I understand only too well  the elusive nature of ideas, and the futility of blundering pursuit. At present I am waiting, standing silently amongst the grasses at the edge of the forest, hoping that a shy wild beast might come to me, that an idea may appear in my mind, and that I have the resources to articulate it in terms of a drawing. I have not been thus visited for a period of three years,  and am pining for the shape of an idea to assert itself, to emerge from hiding as it were, just as, years ago, whilst living at the lodge and walking in the woods, a female dear appeared before me on the track, slipping gracefully from cover to pause in quiet appraisal, before disappearing once more.

It is intriguing to note that the image of the hind appears regularly in Smith's work, drawn with a sensitive awareness of the creature's consummate wildness, it's nervous liquidity, as though it may slip from view at any moment.
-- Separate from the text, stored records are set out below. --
use crate::error::AnalyticsError;
use core_types::Observation;
use serde::{Deserialize, Serialize};

/// Bin edges of the return distribution chart: 1% wide buckets from -5% to 5%.
pub const DEFAULT_RETURN_BIN_EDGES: [f64; 11] =
    [-5.0, -4.0, -3.0, -2.0, -1.0, 0.0, 1.0, 2.0, 3.0, 4.0, 5.0];

/// One half-open bucket `[lower, upper)` of the distribution.
#[derive(Debug, Clone, PartialEq, Serialize, Deserialize)]
pub struct HistogramBin {
    pub lower: f64,
    pub upper: f64,
    pub count: usize,
}

impl HistogramBin {
    /// Chart axis label, e.g. `-1 to 0%`.
    pub fn label(&self) -> String {
        format!("{} to {}%", self.lower, self.upper)
    }
}

/// Distribution of daily returns over fixed bucket edges.
#[derive(Debug, Clone, PartialEq, Serialize, Deserialize)]
pub struct ReturnHistogram {
    pub bins: Vec<HistogramBin>,
    /// Returns that fall outside every bucket.
    pub out_of_range: usize,
}

impl ReturnHistogram {
    /// Buckets the `daily_return` of every observation.
    ///
    /// `edges` must hold at least two finite, strictly increasing values.
    pub fn from_series(series: &[Observation], edges: &[f64]) -> Result<Self, AnalyticsError> {
        validate_edges(edges)?;

        let mut bins: Vec<HistogramBin> = edges
            .windows(2)
            .map(|w| HistogramBin { lower: w[0], upper: w[1], count: 0 })
            .collect();
        let mut out_of_range = 0;

        for observation in series {
            let value = observation.daily_return;
            match bins.iter_mut().find(|b| value >= b.lower && value < b.upper) {
                Some(bin) => bin.count += 1,
                None => out_of_range += 1,
            }
        }

        Ok(Self { bins, out_of_range })
    }

    /// Number of returns that landed in a bucket.
    pub fn total(&self) -> usize {
        self.bins.iter().map(|b| b.count).sum()
    }
}

/// Checks that `edges` describe at least one bucket in ascending order.
pub fn validate_edges(edges: &[f64]) -> Result<(), AnalyticsError> {
    if edges.len() < 2 {
        return Err(AnalyticsError::InvalidInput(format!(
            "histogram needs at least two bin edges, got {}",
            edges.len()
        )));
    }
    if edges.iter().any(|e| !e.is_finite()) {
        return Err(AnalyticsError::InvalidInput(
            "histogram bin edges must be finite".to_string(),
        ));
    }
    if edges.windows(2).any(|w| w[1] <= w[0]) {
        return Err(AnalyticsError::InvalidInput(
            "histogram bin edges must be strictly increasing".to_string(),
        ));
    }
    Ok(())
}
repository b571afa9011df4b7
use thiserror::Error;

#[derive(Error, Debug)]
pub enum ConfigError {
    #[error("Failed to load configuration from file: {0}")]
    LoadError(#[from] config::ConfigError),

    #[error("Configuration validation error: {0}")]
    ValidationError(String),

    #[error("Failed to initialise logging: {0}")]
    LoggingError(String),
}
//! # Tickerscope Sample Data
//!
//! A stand-in data source for the dashboard: a seedable random walk that
//! produces the same `Observation` shape a market-data feed would. The metrics
//! engine never knows which one it is fed.

pub mod error;
pub mod generator;
pub mod settings;

pub use error::SampleDataError;
pub use generator::{RandomWalkGenerator, generate_sample_data};
pub use settings::{GeneratorSettings, MAX_DAYS};
use crate::error::SampleDataError;
use chrono::NaiveDate;
use serde::Deserialize;

/// Longest series the generator will produce, about a century of calendar days.
pub const MAX_DAYS: usize = 36_500;

/// Parameters of the random-walk generator.
///
/// Deserialized from the `[sample_data]` table of `config.toml`. Every field
/// has a default, so the table may be omitted entirely.
#[derive(Debug, Clone, PartialEq, Deserialize)]
#[serde(default)]
pub struct GeneratorSettings {
    /// Number of trading days to generate.
    pub days: usize,
    /// Closing price the walk starts from, also the base of the moving averages.
    pub base_price: f64,
    /// Bound of the uniform daily change, in percent. 3.0 means changes in [-3%, 3%).
    pub max_daily_change_pct: f64,
    /// Fixes the random sequence. Without a seed every series is different.
    pub seed: Option<u64>,
    /// The series ends the day before this date. Defaults to today (UTC).
    pub end_date: Option<NaiveDate>,
}

impl Default for GeneratorSettings {
    fn default() -> Self {
        Self {
            days: 100,
            base_price: 100.0,
            max_daily_change_pct: 3.0,
            seed: None,
            end_date: None,
        }
    }
}

impl GeneratorSettings {
    pub fn validate(&self) -> Result<(), SampleDataError> {
        if self.days == 0 || self.days > MAX_DAYS {
            return Err(SampleDataError::InvalidSetting(
                "days".to_string(),
                format!("must be within 1..={MAX_DAYS}, got {}", self.days),
            ));
        }
        if !self.base_price.is_finite() || self.base_price <= 0.0 {
            return Err(SampleDataError::InvalidSetting(
                "base_price".to_string(),
                format!("must be a positive number, got {}", self.base_price),
            ));
        }
        // A change of -100% or worse would drive the price to zero or below.
        if !(self.max_daily_change_pct > 0.0 && self.max_daily_change_pct < 100.0) {
            return Err(SampleDataError::InvalidSetting(
                "max_daily_change_pct".to_string(),
                format!("must be within (0, 100), got {}", self.max_daily_change_pct),
            ));
        }
        Ok(())
    }
}
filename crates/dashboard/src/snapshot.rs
use crate::error::DashboardError;
use analytics::{MetricsEngine, MetricsSummary, ReturnHistogram, TechnicalIndicators};
use chrono::{DateTime, NaiveDate, Utc};
use core_types::{Observation, SeriesSource};
use serde::{Deserialize, Serialize};
use tracing::info;

/// A point of the volume/return scatter chart.
#[derive(Debug, Clone, PartialEq, Serialize, Deserialize)]
pub struct ScatterPoint {
    pub date: NaiveDate,
    pub volume_ratio: f64,
    pub daily_return: f64,
}

/// Everything the dashboard renders for one page load.
///
/// The series is passed through untouched for the price charts; the metrics,
/// histogram and scatter points are all derived from it.
#[derive(Debug, Clone, PartialEq, Serialize, Deserialize)]
pub struct DashboardSnapshot {
    pub generated_at: DateTime<Utc>,
    pub series: Vec<Observation>,
    pub metrics: MetricsSummary,
    pub returns_histogram: ReturnHistogram,
    pub scatter: Vec<ScatterPoint>,
    /// RSI, MACD and Bollinger overlays of the closing price.
    pub indicators: TechnicalIndicators,
}

impl DashboardSnapshot {
    /// Loads one series from `source` and derives the full snapshot from it.
    pub fn build<S>(source: &mut S, histogram_edges: &[f64]) -> Result<Self, DashboardError>
    where
        S: SeriesSource,
    {
        let series = source
            .load_series()
            .map_err(|e| DashboardError::Source(Box::new(e)))?;
        Self::from_series(series, histogram_edges)
    }

    /// Derives a snapshot from an already-loaded series.
    pub fn from_series(
        series: Vec<Observation>,
        histogram_edges: &[f64],
    ) -> Result<Self, DashboardError> {
        let metrics = MetricsEngine::new().calculate(&series)?;
        let returns_histogram = ReturnHistogram::from_series(&series, histogram_edges)?;
        let scatter = series
            .iter()
            .map(|o| ScatterPoint {
                date: o.date,
                volume_ratio: o.volume_ratio,
                daily_return: o.daily_return,
            })
            .collect();
        let closes: Vec<f64> = series.iter().map(|o| o.close).collect();
        let indicators = TechnicalIndicators::from_closes(&closes)?;

        info!(
            observations = series.len(),
            degenerate = metrics.is_degenerate(),
            "Dashboard snapshot built."
        );

        Ok(Self {
            generated_at: Utc::now(),
            series,
            metrics,
            returns_histogram,
            scatter,
            indicators,
        })
    }
}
The gallery introduction goes on to state that Kiki Smith uses the visual metaphor of the light bulb to suggest the incandescent frailty of inspiration, the force which illuminates but which can dissipate without warning, the light bulb lying in fragments at one's feet. Her drawings are beautiful, possessed of a delicate naivete and fragility of line, an economy of gesture, expressing the force of an idea, yet also it's vulnerability. They pose the notion that inspiration is  achieved not in isolation, but  instead is the fruit of collaboration with others, requiring the openess and readiness of mind to engage in dialogue.